Guitarist September 2002 (227)

 

 

 

 

 

Resurrection LA Style

Miraculously alive after his descent into the underworld, John Frusciante leads the Red Hot Chili Peppers into a new golden era with their album By The Way.

John Frusciante moves purposely through the journalists, publicists, band members and employees gathered in a bungalow suite at LA’s elegant Bel Air Hotel. It’s a Red Hot Chili Peppers press day and the guitarist is in full meet-and-greet mode, dressed in retro checked polyester slacks and a flouncy patterned shirt. But while Frusciante is affable, he seems preoccupied. Whenever he’s not strictly needed for an interview, he’s off in some corner speaking urgently into a telephone.

“And when it goes to the second chorus, I really think that high harmony line should come up a little….”

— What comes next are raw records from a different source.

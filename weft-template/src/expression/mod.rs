//! Expression boundary
//!
//! The reader and evaluator only see expressions through [`ExpressionEngine`].
//! [`BasicExpressionEngine`] is the default implementation: literals, named
//! values, member/index access, comparison and logical operators, and a small
//! set of built-in functions.

pub mod evaluate;
pub mod lexer;
pub mod parser;
pub mod token;

use evaluate::{builtin_arity, Evaluation};
use lexer::Lexer;
use parser::{parse, Expr};
use std::collections::{BTreeMap, HashMap, HashSet};
use std::fmt;
use std::sync::Arc;
use thiserror::Error;
use token::LexemeKind;
use weft_core::Token;

pub const MAX_EXPRESSION_DEPTH: usize = 50;
pub const MAX_EXPRESSION_LENGTH: usize = 21_000;

// ============================================================================
// ERRORS
// ============================================================================

#[derive(Debug, Clone, Error, PartialEq, Eq)]
pub enum ExpressionError {
    #[error("Unexpected symbol: '{symbol}'. Located at position {position} within expression: {expression}")]
    UnexpectedSymbol {
        symbol: String,
        position: usize,
        expression: String,
    },

    #[error("Unexpected end of expression: {expression}")]
    UnexpectedEnd { expression: String },

    #[error("Unrecognized named-value: '{name}'. Located at position {position} within expression: {expression}")]
    UnrecognizedNamedValue {
        name: String,
        position: usize,
        expression: String,
    },

    #[error("Unrecognized function: '{name}'. Located at position {position} within expression: {expression}")]
    UnrecognizedFunction {
        name: String,
        position: usize,
        expression: String,
    },

    #[error("Too few parameters supplied: '{name}'. Located at position {position} within expression: {expression}")]
    TooFewParameters {
        name: String,
        position: usize,
        expression: String,
    },

    #[error("Too many parameters supplied: '{name}'. Located at position {position} within expression: {expression}")]
    TooManyParameters {
        name: String,
        position: usize,
        expression: String,
    },

    #[error("Exceeded max expression depth {max}")]
    MaxDepthExceeded { max: usize },

    #[error("Exceeded max expression length {max}")]
    MaxLengthExceeded { max: usize },

    #[error("{message}")]
    Runtime { message: String },
}

// ============================================================================
// VALUES
// ============================================================================

/// Named values visible to expressions. Names are case-insensitive.
#[derive(Debug, Clone, Default, PartialEq)]
pub struct ExpressionValues {
    values: BTreeMap<String, Token>,
}

impl ExpressionValues {
    pub fn new() -> Self {
        Self::default()
    }

    pub fn insert(&mut self, name: &str, value: Token) -> Option<Token> {
        self.values.insert(name.to_lowercase(), value)
    }

    pub fn get(&self, name: &str) -> Option<&Token> {
        self.values.get(&name.to_lowercase())
    }

    pub fn remove(&mut self, name: &str) -> Option<Token> {
        self.values.remove(&name.to_lowercase())
    }

    pub fn contains(&self, name: &str) -> bool {
        self.values.contains_key(&name.to_lowercase())
    }

    /// Lowercased names in sorted order.
    pub fn names(&self) -> impl Iterator<Item = &str> {
        self.values.keys().map(String::as_str)
    }

    pub fn len(&self) -> usize {
        self.values.len()
    }

    pub fn is_empty(&self) -> bool {
        self.values.is_empty()
    }

    /// Values from a JSON object, one named value per top-level key.
    pub fn from_json(value: &serde_json::Value) -> Self {
        match value {
            serde_json::Value::Object(map) => map
                .iter()
                .map(|(name, value)| (name.clone(), Token::from_json(value)))
                .collect(),
            _ => Self::default(),
        }
    }
}

impl<S: AsRef<str>> FromIterator<(S, Token)> for ExpressionValues {
    fn from_iter<I: IntoIterator<Item = (S, Token)>>(iter: I) -> Self {
        let mut values = Self::default();
        for (name, value) in iter {
            values.insert(name.as_ref(), value);
        }
        values
    }
}

// ============================================================================
// ENGINE
// ============================================================================

/// Validates and evaluates expression text.
pub trait ExpressionEngine: Send + Sync {
    /// Check syntax and that every named value and function is allowed.
    /// `allowed` holds context entries: `name` or `name(min,max)`.
    fn validate(&self, expression: &str, allowed: &[String]) -> Result<(), ExpressionError>;

    fn evaluate(&self, expression: &str, values: &ExpressionValues) -> Result<Token, ExpressionError>;
}

/// Host function callable from expressions.
pub type ExpressionFunction = Arc<dyn Fn(&[Token]) -> Result<Token, String> + Send + Sync>;

/// Default engine.
#[derive(Clone, Default)]
pub struct BasicExpressionEngine {
    functions: HashMap<String, (usize, usize, ExpressionFunction)>,
}

impl BasicExpressionEngine {
    pub fn new() -> Self {
        Self::default()
    }

    /// Register a host function. It is only accepted at validation time in
    /// positions whose context lists it.
    pub fn with_function<F>(mut self, name: &str, min: usize, max: usize, function: F) -> Self
    where
        F: Fn(&[Token]) -> Result<Token, String> + Send + Sync + 'static,
    {
        self.functions
            .insert(name.to_lowercase(), (min, max, Arc::new(function)));
        self
    }

    pub fn function_names(&self) -> impl Iterator<Item = &str> {
        self.functions.keys().map(String::as_str)
    }
}

impl fmt::Debug for BasicExpressionEngine {
    fn fmt(&self, f: &mut fmt::Formatter<'_>) -> fmt::Result {
        f.debug_struct("BasicExpressionEngine")
            .field("functions", &self.functions.keys().collect::<Vec<_>>())
            .finish()
    }
}

impl ExpressionEngine for BasicExpressionEngine {
    fn validate(&self, expression: &str, allowed: &[String]) -> Result<(), ExpressionError> {
        let expr = parse(expression)?;
        let context = AllowedContext::new(allowed);
        context.check(&expr, expression)
    }

    fn evaluate(&self, expression: &str, values: &ExpressionValues) -> Result<Token, ExpressionError> {
        let expr = parse(expression)?;
        Evaluation {
            values,
            functions: &self.functions,
        }
        .eval(&expr)
    }
}

/// Named values and function signatures allowed at one position.
struct AllowedContext {
    named: HashSet<String>,
    functions: HashMap<String, (usize, usize)>,
}

impl AllowedContext {
    fn new(allowed: &[String]) -> Self {
        let mut named = HashSet::new();
        let mut functions = HashMap::new();
        for entry in allowed {
            match parse_signature(entry) {
                Some((name, min, max)) => {
                    functions.insert(name.to_lowercase(), (min, max));
                }
                None => {
                    named.insert(entry.trim().to_lowercase());
                }
            }
        }
        Self { named, functions }
    }

    fn check(&self, expr: &Expr, expression: &str) -> Result<(), ExpressionError> {
        match expr {
            Expr::Literal(_) => Ok(()),
            Expr::NamedValue { name, position } => {
                if self.named.contains(&name.to_lowercase()) {
                    Ok(())
                } else {
                    Err(ExpressionError::UnrecognizedNamedValue {
                        name: name.clone(),
                        position: *position,
                        expression: expression.to_string(),
                    })
                }
            }
            Expr::Member { target, .. } => self.check(target, expression),
            Expr::Index { target, index } => {
                self.check(target, expression)?;
                self.check(index, expression)
            }
            Expr::Not(operand) => self.check(operand, expression),
            Expr::Binary { left, right, .. } => {
                self.check(left, expression)?;
                self.check(right, expression)
            }
            Expr::Call { name, args, position } => {
                let Some((min, max)) = builtin_arity(name).or_else(|| self.functions.get(&name.to_lowercase()).copied())
                else {
                    return Err(ExpressionError::UnrecognizedFunction {
                        name: name.clone(),
                        position: *position,
                        expression: expression.to_string(),
                    });
                };
                if args.len() < min {
                    return Err(ExpressionError::TooFewParameters {
                        name: name.clone(),
                        position: *position,
                        expression: expression.to_string(),
                    });
                }
                if args.len() > max {
                    return Err(ExpressionError::TooManyParameters {
                        name: name.clone(),
                        position: *position,
                        expression: expression.to_string(),
                    });
                }
                args.iter().try_for_each(|arg| self.check(arg, expression))
            }
        }
    }
}

/// Parse `name(min,max)` or `name()`. `MAX` means unbounded.
fn parse_signature(entry: &str) -> Option<(&str, usize, usize)> {
    let entry = entry.trim();
    let open = entry.find('(')?;
    let name = entry[..open].trim();
    let params = entry[open + 1..].strip_suffix(')')?.trim();
    if params.is_empty() {
        return Some((name, 0, usize::MAX));
    }

    let bound = |text: &str, default: usize| -> usize {
        let text = text.trim();
        if text.eq_ignore_ascii_case("max") {
            usize::MAX
        } else {
            text.parse().unwrap_or(default)
        }
    };
    match params.split_once(',') {
        Some((min, max)) => Some((name, bound(min, 0), bound(max, usize::MAX))),
        None => Some((name, bound(params, 0), usize::MAX)),
    }
}

/// The value of an expression that is a single string literal.
pub fn string_literal(expression: &str) -> Option<String> {
    let mut lexemes = Lexer::new(expression).tokenize().into_iter();
    match (lexemes.next()?.kind, lexemes.next()?.kind) {
        (LexemeKind::String(value), LexemeKind::Eof) => Some(value),
        _ => None,
    }
}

The Chili Peppers are still finalising the mixdown of their new album, By the Way, with longtime producer Rick Rubin (presumably the other person on the end of the phone line). “It seems strange doing interviews when the record isn’t even finished,” Frusciante confides before darting off to buttonhole Chili Peppers singer Anthony Kiedis.

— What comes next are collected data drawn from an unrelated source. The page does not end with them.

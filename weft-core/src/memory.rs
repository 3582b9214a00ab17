//! Per-call resource accounting
//!
//! A [`MemoryBudget`] is created for every top-level read or evaluate call.
//! Byte sizes are a stable heuristic, not an exact measure of heap usage.

use crate::config::TemplateLimits;
use crate::error::{FatalError, FatalResult, Resource, ResourceExceeded};
use crate::token::{Token, TokenKind};

/// Fixed cost of any token.
pub const MIN_OBJECT_SIZE: usize = 24;

/// Extra fixed cost of any string payload.
pub const STRING_BASE_OVERHEAD: usize = 26;

/// Depth, event and byte counters checked against fixed maximums.
#[derive(Debug, Clone)]
pub struct MemoryBudget {
    max_depth: usize,
    max_events: usize,
    max_bytes: usize,
    depth: usize,
    events: usize,
    current_bytes: usize,
}

impl MemoryBudget {
    pub fn new(max_depth: usize, max_events: usize, max_bytes: usize) -> Self {
        Self {
            max_depth,
            max_events,
            max_bytes,
            depth: 0,
            events: 0,
            current_bytes: 0,
        }
    }

    pub fn from_limits(limits: &TemplateLimits) -> Self {
        Self::new(limits.max_depth, limits.max_events, limits.max_bytes)
    }

    pub fn depth(&self) -> usize {
        self.depth
    }

    pub fn events(&self) -> usize {
        self.events
    }

    pub fn current_bytes(&self) -> usize {
        self.current_bytes
    }

    pub fn add_bytes(&mut self, bytes: usize) -> FatalResult<()> {
        let total = self
            .current_bytes
            .checked_add(bytes)
            .ok_or(self.exceeded(Resource::Bytes))?;
        if total > self.max_bytes {
            return Err(self.exceeded(Resource::Bytes));
        }
        self.current_bytes = total;
        Ok(())
    }

    pub fn add_string(&mut self, value: &str) -> FatalResult<()> {
        self.add_bytes(Self::calculate_string_bytes(value))
    }

    pub fn add_token(&mut self, token: &Token, traverse: bool) -> FatalResult<()> {
        self.add_bytes(Self::calculate_bytes(token, traverse))
    }

    pub fn subtract_bytes(&mut self, bytes: usize) -> FatalResult<()> {
        if bytes > self.current_bytes {
            return Err(FatalError::invariant(format!(
                "Bytes to subtract ({}) exceeds total bytes ({})",
                bytes, self.current_bytes
            )));
        }
        self.current_bytes -= bytes;
        Ok(())
    }

    pub fn subtract_token(&mut self, token: &Token, traverse: bool) -> FatalResult<()> {
        self.subtract_bytes(Self::calculate_bytes(token, traverse))
    }

    pub fn increment_depth(&mut self) -> FatalResult<()> {
        if self.depth >= self.max_depth {
            return Err(self.exceeded(Resource::Depth));
        }
        self.depth += 1;
        Ok(())
    }

    pub fn decrement_depth(&mut self) {
        self.depth = self.depth.saturating_sub(1);
    }

    pub fn increment_events(&mut self) -> FatalResult<()> {
        if self.events >= self.max_events {
            return Err(self.exceeded(Resource::Events));
        }
        self.events += 1;
        Ok(())
    }

    fn exceeded(&self, resource: Resource) -> FatalError {
        let limit = match resource {
            Resource::Depth => self.max_depth,
            Resource::Events => self.max_events,
            Resource::Bytes => self.max_bytes,
        };
        ResourceExceeded { resource, limit }.into()
    }

    pub fn calculate_string_bytes(value: &str) -> usize {
        MIN_OBJECT_SIZE + STRING_BASE_OVERHEAD + value.chars().count() * 2
    }

    /// Byte cost of a token, optionally including every nested token.
    pub fn calculate_bytes(token: &Token, traverse: bool) -> usize {
        if traverse {
            token.traverse().map(Self::token_bytes).sum()
        } else {
            Self::token_bytes(token)
        }
    }

    fn token_bytes(token: &Token) -> usize {
        match &token.kind {
            TokenKind::String(value) | TokenKind::BasicExpression(value) => {
                Self::calculate_string_bytes(value)
            }
            TokenKind::If(condition) | TokenKind::ElseIf(condition) => {
                MIN_OBJECT_SIZE + Self::calculate_string_bytes(condition)
            }
            TokenKind::Each {
                variable,
                collection,
            } => {
                MIN_OBJECT_SIZE
                    + Self::calculate_string_bytes(variable)
                    + Self::calculate_string_bytes(collection)
            }
            _ => MIN_OBJECT_SIZE,
        }
    }
}

impl Default for MemoryBudget {
    fn default() -> Self {
        Self::from_limits(&TemplateLimits::default())
    }
}

#[cfg(test)]
mod tests {
    use super::*;

    #[test]
    fn test_string_cost() {
        assert_eq!(MemoryBudget::calculate_string_bytes(""), 50);
        assert_eq!(MemoryBudget::calculate_string_bytes("abc"), 56);
    }

    #[test]
    fn test_traverse_cost() {
        let tree = Token::mapping(vec![(Token::string("a"), Token::number(1.0))]);
        assert_eq!(MemoryBudget::calculate_bytes(&tree, false), 24);
        assert_eq!(MemoryBudget::calculate_bytes(&tree, true), 24 + 52 + 24);
    }

    #[test]
    fn test_depth_limit() {
        let mut budget = MemoryBudget::new(2, 100, 100);
        budget.increment_depth().unwrap();
        budget.increment_depth().unwrap();
        let err = budget.increment_depth().unwrap_err();
        assert_eq!(err.resource(), Some(Resource::Depth));
        budget.decrement_depth();
        assert!(budget.increment_depth().is_ok());
    }

    #[test]
    fn test_event_limit() {
        let mut budget = MemoryBudget::new(2, 1, 100);
        budget.increment_events().unwrap();
        assert_eq!(budget.increment_events().unwrap_err().resource(), Some(Resource::Events));
    }

    #[test]
    fn test_byte_limit_and_subtract() {
        let mut budget = MemoryBudget::new(2, 1, 100);
        budget.add_bytes(60).unwrap();
        assert_eq!(budget.add_bytes(41).unwrap_err().resource(), Some(Resource::Bytes));
        assert_eq!(budget.current_bytes(), 60);
        budget.subtract_bytes(60).unwrap();
        assert!(matches!(budget.subtract_bytes(1), Err(FatalError::Invariant(_))));
    }

    #[test]
    fn test_byte_overflow_is_resource_error() {
        let mut budget = MemoryBudget::new(2, 1, usize::MAX);
        budget.add_bytes(10).unwrap();
        assert_eq!(budget.add_bytes(usize::MAX).unwrap_err().resource(), Some(Resource::Bytes));
    }
}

“Hey, you don’t know how that vocal countermelody enters after the bridge…”

Frusciante has played on three previous Red Hot Chili Peppers albums, including 1999’s Californication, the quadruple-platinum disc that earned the band a Grammy and elevated them to a new plateau of credibility as a mature rock band and an enduring fixture in the rock firmament. But the guitarist really steps up to the plate on By The Way, masterfully stacking layers of guitars, keyboards and heady vocal harmonies on to what are the most well-crafted songs ever to come out of the band.

There has never been a Red Hot Chili Peppers album quite so broad in scope; and there has never been one with this much input from Frusciante. He even collaborated with Rubin to write some lush string arrangements for the album.

“John really inspired us to take it to the next level on this album,” says the band’s drummer Chad Smith. “On Californication he had just rejoined us, and he started writing music right away. But we hadn’t really had time to reconnect, personally and musically, through touring, travelling together and spending time back at home. The chemistry of our band is so important. And now John is a really key, integral part of this new music that we have.”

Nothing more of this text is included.